▶ Directions for this task
Please transcribe, exactly, the line that contains "unit of work" and every line after it to the end of the records, and nothing else.

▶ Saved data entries
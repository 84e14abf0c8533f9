//! Error taxonomy for the league ledger
//!
//! Errors are grouped by how the caller should react: retry after
//! re-authenticating, treat as a first run, skip one record, or recover a
//! document from backup.

use thiserror::Error;

/// Crate-wide result alias
pub type Result<T> = std::result::Result<T, LeagueError>;

#[derive(Debug, Error)]
pub enum LeagueError {
    /// Network or server failure talking to the league data source
    #[error("League data source unavailable: {0}")]
    SourceUnavailable(String),

    /// Token rejected or authorization flow failed
    #[error("Authentication failed: {0}")]
    Authentication(String),

    /// An expected document or remote resource does not exist
    #[error("Missing data: {0}")]
    MissingData(String),

    /// A single matchup, standings row, or bonus entry has an unexpected shape
    #[error("Malformed record: {0}")]
    MalformedRecord(String),

    /// A persisted document could not be parsed and no backup recovered it
    #[error("Corrupt store document {name}: {reason}")]
    CorruptStore { name: String, reason: String },

    /// Missing or invalid configuration
    #[error("Configuration error: {0}")]
    Config(String),

    #[error("I/O error: {0}")]
    Io(#[from] std::io::Error),

    #[error("JSON error: {0}")]
    Json(#[from] serde_json::Error),

    #[error("HTTP error: {0}")]
    Http(#[from] reqwest::Error),
}

impl LeagueError {
    /// Classify a non-success HTTP response from a remote API
    pub fn from_response(status: u16, body: &str) -> Self {
        let body = body.trim();
        let detail = if body.is_empty() {
            format!("HTTP {}", status)
        } else {
            format!("HTTP {}: {}", status, truncate(body, 200))
        };

        match status {
            401 | 403 => LeagueError::Authentication(detail),
            404 => LeagueError::MissingData(detail),
            _ => LeagueError::SourceUnavailable(detail),
        }
    }

    /// Errors that halt the whole run rather than one unit of work
    pub fn is_fatal(&self) -> bool {
        matches!(self, LeagueError::Authentication(_) | LeagueError::Config(_))
    }

    /// Errors that only affect the record being processed
    pub fn is_skippable(&self) -> bool {
        matches!(
            self,
            LeagueError::MalformedRecord(_) | LeagueError::MissingData(_)
        )
    }
}

fn truncate(text: &str, max_chars: usize) -> String {
    if text.chars().count() <= max_chars {
        text.to_string()
    } else {
        let cut: String = text.chars().take(max_chars).collect();
        format!("{}...", cut)
    }
}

▶ Output for this exercise
    /// Errors that halt the whole run rather than one unit of work
    pub fn is_fatal(&self) -> bool {
        matches!(self, LeagueError::Authentication(_) | LeagueError::Config(_))
    }

    /// Errors that only affect the record being processed
    pub fn is_skippable(&self) -> bool {
        matches!(
            self,
            LeagueError::MalformedRecord(_) | LeagueError::MissingData(_)
        )
    }
}

fn truncate(text: &str, max_chars: usize) -> String {
    if text.chars().count() <= max_chars {
        text.to_string()
    } else {
        let cut: String = text.chars().take(max_chars).collect();
        format!("{}...", cut)
    }
}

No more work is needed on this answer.